What do you eat for breakfast to fuel that work?


A:

Egg whites and a burrito, typically tempeh and onions and hot sauce.


Q:

If you weren’t a doctor and a researcher, what do you think you would you be doing?


A:

Originally I was trained as a field biologist. I was working on what’s called ecological succession—which species come first in saltwater environments. So I’d be a scientist.


Q:

What’s the last great book you read?


A:

I am reading The Collected Poems of Audre Lorde at the moment. A couple colleagues introduced me to her prose first. [I started to read her and thought], Where have you been all my life?


Q:

How does your work in the emergency room feed into your research, and vice versa?


A:

Each one depends on the other; each one fuels the other.

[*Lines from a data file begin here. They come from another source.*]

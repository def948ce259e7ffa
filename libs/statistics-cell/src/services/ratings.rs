use std::collections::HashMap;
use std::sync::Arc;

use tracing::debug;

use shared_database::{ClinicStore, DatabaseError, ReviewTally};
use shared_models::{Doctor, DoctorDirectory, DoctorId};

use crate::models::DoctorRating;

/// Per-doctor mean ratings, recomputed from the review store on every call.
pub struct RatingAggregator {
    store: Arc<dyn ClinicStore>,
    directory: Arc<DoctorDirectory>,
}

impl RatingAggregator {
    pub fn new(store: Arc<dyn ClinicStore>, directory: Arc<DoctorDirectory>) -> Self {
        Self { store, directory }
    }

    /// Reviewed doctors, best rated first.
    pub async fn ratings(&self) -> Result<Vec<DoctorRating>, DatabaseError> {
        let tallies = self.store.review_tallies().await?;
        let ratings = rank(&self.directory, &tallies);
        debug!("Ranked {} reviewed doctors", ratings.len());
        Ok(ratings)
    }

    /// `None` when the doctor has no reviews.
    pub async fn rating_for(&self, doctor: &Doctor) -> Result<Option<DoctorRating>, DatabaseError> {
        let tallies = self.store.review_tallies().await?;
        Ok(tallies
            .iter()
            .find(|t| t.doctor_id == doctor.id)
            .and_then(|t| rate(doctor, t)))
    }
}

fn rate(doctor: &Doctor, tally: &ReviewTally) -> Option<DoctorRating> {
    if tally.review_count <= 0 {
        return None;
    }

    Some(DoctorRating {
        doctor_id: doctor.id.clone(),
        doctor_name: doctor.name.clone(),
        specialization: doctor.specialization.clone(),
        average_rating: tally.rating_total as f64 / tally.review_count as f64,
        review_count: tally.review_count,
    })
}

/// Joins tallies onto the directory. Doctors without reviews and tallies
/// for ids the directory no longer lists are left out.
pub fn rank(directory: &DoctorDirectory, tallies: &[ReviewTally]) -> Vec<DoctorRating> {
    let by_doctor: HashMap<&DoctorId, &ReviewTally> =
        tallies.iter().map(|t| (&t.doctor_id, t)).collect();

    let mut ratings: Vec<DoctorRating> = directory
        .doctors()
        .iter()
        .filter_map(|doctor| by_doctor.get(&doctor.id).and_then(|t| rate(doctor, t)))
        .collect();

    ratings.sort_by(|a, b| {
        b.average_rating
            .total_cmp(&a.average_rating)
            .then(b.review_count.cmp(&a.review_count))
            .then_with(|| a.doctor_name.cmp(&b.doctor_name))
    });

    ratings
}
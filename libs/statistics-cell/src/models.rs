use serde::{Deserialize, Serialize};

use shared_models::DoctorId;

/// Mean rating of one doctor over every review on file.
#[derive(Debug, Clone, PartialEq, Serialize, Deserialize)]
pub struct DoctorRating {
    pub doctor_id: DoctorId,
    pub doctor_name: String,
    pub specialization: String,
    pub average_rating: f64,
    pub review_count: i64,
}

#[derive(Debug, Clone, Serialize, Deserialize)]
pub struct RatingsResponse {
    pub ratings: Vec<DoctorRating>,
    pub total: usize,
}

#[derive(Debug, Clone, PartialEq, Eq, Serialize, Deserialize)]
pub struct DoctorAppointmentCount {
    pub doctor_id: DoctorId,
    pub doctor_name: String,
    pub total: i64,
    pub active: i64,
    pub cancelled: i64,
}

/// Clinic-wide counts. Cancelled appointments stay in every total.
#[derive(Debug, Clone, PartialEq, Eq, Serialize, Deserialize)]
pub struct ClinicStatistics {
    pub total_appointments: i64,
    pub active_appointments: i64,
    pub cancelled_appointments: i64,
    pub total_patients: i64,
    pub per_doctor: Vec<DoctorAppointmentCount>,
}
use std::sync::Arc;

use tracing::{debug, instrument, warn};

use shared_database::{ClinicStore, DatabaseError, NewPatient};
use shared_utils::validation::{optional_text, required};

use crate::models::{PatientError, PatientIntake, PhoneNumber};

/// Creates patient contact rows. Rows are only ever written as part of a
/// booking, so the registry validates and shapes the record and leaves the
/// insert to the booking transaction.
pub struct PatientRegistry {
    store: Arc<dyn ClinicStore>,
}

impl PatientRegistry {
    pub fn new(store: Arc<dyn ClinicStore>) -> Self {
        Self { store }
    }

    /// Validates an intake. Every booking yields a new record, even for a
    /// phone number that is already on file.
    #[instrument(skip(intake))]
    pub fn register(intake: &PatientIntake) -> Result<NewPatient, PatientError> {
        let name = required(&intake.name, "Name").map_err(PatientError::MissingField)?;
        required(&intake.phone, "Phone number").map_err(PatientError::MissingField)?;

        // Matched untrimmed: surrounding whitespace is not a digit.
        let phone = PhoneNumber::parse(&intake.phone).map_err(|e| {
            warn!("Rejected patient intake with malformed phone");
            e
        })?;

        debug!("Patient intake accepted");

        Ok(NewPatient {
            name: name.to_string(),
            phone: phone.into_inner(),
            notes: optional_text(intake.notes.as_deref()),
        })
    }

    pub async fn count(&self) -> Result<i64, DatabaseError> {
        self.store.count_patients().await
    }
}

I went into medicine to be a clinician and came back to science after a while because I got interested in preventing the problems that brought people through the ambulance bay doors. That’s why I got involved in violence prevention. Fast forward 40 years, these days, doing science and doing policy lets me be effective beyond clinical encounters, lets me practice what I think is the entire spectrum of medicine. The flip side is, doing the clinical work reminds me of who I’m doing the science for, and why I’m doing it.


Q:

You’ve spoken about donating your own money to fund research. Do you foresee a time when you won’t have to do this any longer?


A:

No. But let me be careful to clarify what I mean about that. There will never be enough funding in this area, which I define as not just focusing on firearm violence or firearms, but focusing more broadly on violence and the things that give rise to violence—the social determinants, as some people call them, the structural injustices is how I see it. There will never be sufficient funding for the work of taking those structures down. I will continue to give; I’ve just made a commitment to another round of giving, the purpose of which is to help enlarge, to diversify the workforce of people who do research and policy work on violence prevention.


Q:

What dessert do you find impossible to resist?


A:

I don’t eat dessert—trick question.


Q:

What’s the last thing that inspired you?


A:

Getting up this morning. This is going to sound made up, but it’s true—I get up every morning and spend some time thinking through the day, and thinking how will my little part of the world hopefully be a better place as a result of how I’m going to spend this day in it.